Cry, the Beloved Continent
Don't let AIDS steal African children's future.
Philip Yancey | posted 3/01/2004 12:00AM
I visited a Christian care facility in Johannesburg for those in the advanced stages of AIDS, and I saw children with matchstick arms and vacant eyes who lie in beds all day awaiting the next seizure. Volunteer "mothers" visit to hold and rock them. New advances in treatment offer hope for some children, but meanwhile many are dying. One nearby community used to average two funerals per week; it now has 75. A Christian center in Cape Town that teaches young people printing skills used to specialize in wedding invitations; it now supports itself by selling funeral programs.
But who wants to hear about AIDS in Africa? Relief agencies such as World Vision and World Concern face that question while trying to raise funds to fight this world health catastrophe. Americans, overwhelmed by the magnitude of problems in Africa, wonder if anything can help. Though they may not say so directly, many American Christians also can't help thinking, "They deserve it." After all, doesn't AIDS in Africa spread mainly through sexual promiscuity?
Indeed, the visitor to Africa finds a different sexual landscape. In some countries, adolescent boys celebrate their rite of passage into adulthood with a public circumcision ceremony and afterward may mark their adult status with sexual exploits. The continent has a long history of polygamy, and in places like South Africa, the practice of separating male workers from their families further broke down marital ties.
No one is exempt: in confidential surveys by World Vision, 72 percent of South African pastors admit to extramarital affairs, with an average of three to four partners each. Muslims proudly point out that in Africa, the great frontier between Islam and Christianity, Islam is gaining momentum, in large part because the Christians in sub-Saharan Africa are dying at a faster rate, whereas strict Shari'ah law keeps down promiscuity, and hence the HIV rate, in Muslim areas.
Yet a finger-wagging approach does little to help the problem. Bruce Wilkinson stirred up a hornets' nest when he lectured African church leaders about the sinful aspects of the AIDS epidemic. In Uganda, some evangelical churches require HIV testing and will not marry a couple unless both test negative for the virus—thus driving young couples away from the church.
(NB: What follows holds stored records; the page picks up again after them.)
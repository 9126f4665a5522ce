/// Loads service configuration from environment variables.
///
/// Implementors derive `serde::Deserialize`; field names map to upper-case
/// env vars (`database_url` -> `DATABASE_URL`). Optional settings use
/// `#[serde(default = "...")]`.
pub trait Config: Sized + serde::de::DeserializeOwned {
    fn try_from_env() -> Result<Self, envy::Error> {
        envy::from_env()
    }

    /// # Panics
    ///
    /// Panics if a required env var is missing or cannot be deserialized.
    /// Only call at startup.
    fn from_env() -> Self {
        match Self::try_from_env() {
            Ok(config) => config,
            Err(e) => panic!("failed to load config from environment: {e}"),
        }
    }

    /// Load from an explicit key/value list instead of the process env.
    fn from_pairs<I, K, V>(pairs: I) -> Result<Self, envy::Error>
    where
        I: IntoIterator<Item = (K, V)>,
        K: Into<String>,
        V: Into<String>,
    {
        envy::from_iter(pairs.into_iter().map(|(k, v)| (k.into(), v.into())))
    }
}
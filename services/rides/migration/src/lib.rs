use sea_orm_migration::prelude::*;

mod m20250815_000001_create_rides;

pub struct Migrator;

#[async_trait::async_trait]
impl MigratorTrait for Migrator {
    fn migrations() -> Vec<Box<dyn MigrationTrait>> {
        vec![Box::new(m20250815_000001_create_rides::Migration)]
    }
}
Nor does denial help. In South Africa, which has the world's largest number of people living with HIV/AIDS, President Thabo Mbeki has openly questioned the link between AIDS and HIV. Recently he declared that he personally knew of no one who had died of AIDS. That may be technically true (AIDS lowers the body's resistance to other diseases that do the killing), but his attitude has set back the work of AIDS educators who are trying to alert Africans to the urgency of the crisis.
By any measure, AIDS workers face a Herculean task. In parts of Africa, life expectancy has sunk from 65 to 37, a level not seen since the 19th century. Researchers predict that in some countries half the people under 15 will die within ten years. Imagine a teacher walking into a classroom and looking at the eager young faces, knowing that half will soon be dead.
World Vision workers in southern Africa told me that self-stigma, which keeps infected people from getting tested or seeking treatment, is their biggest obstacle. When Botswana (with a 38 percent HIV infection rate, the world's highest) offered free medication for those with AIDS, only 1 percent of the population responded, due to the stigma.
An HIV-infected worker who got the virus through a blood transfusion told me, "To those who lack compassion for Africans because 'they deserve it,' I remind them that half the infections come about when a promiscuous partner infects someone 'innocent' and unsuspecting." All too often, HIV gets passed on to a newly conceived child as well, or else a child becomes one of the millions of AIDS orphans who are now growing up in Africa.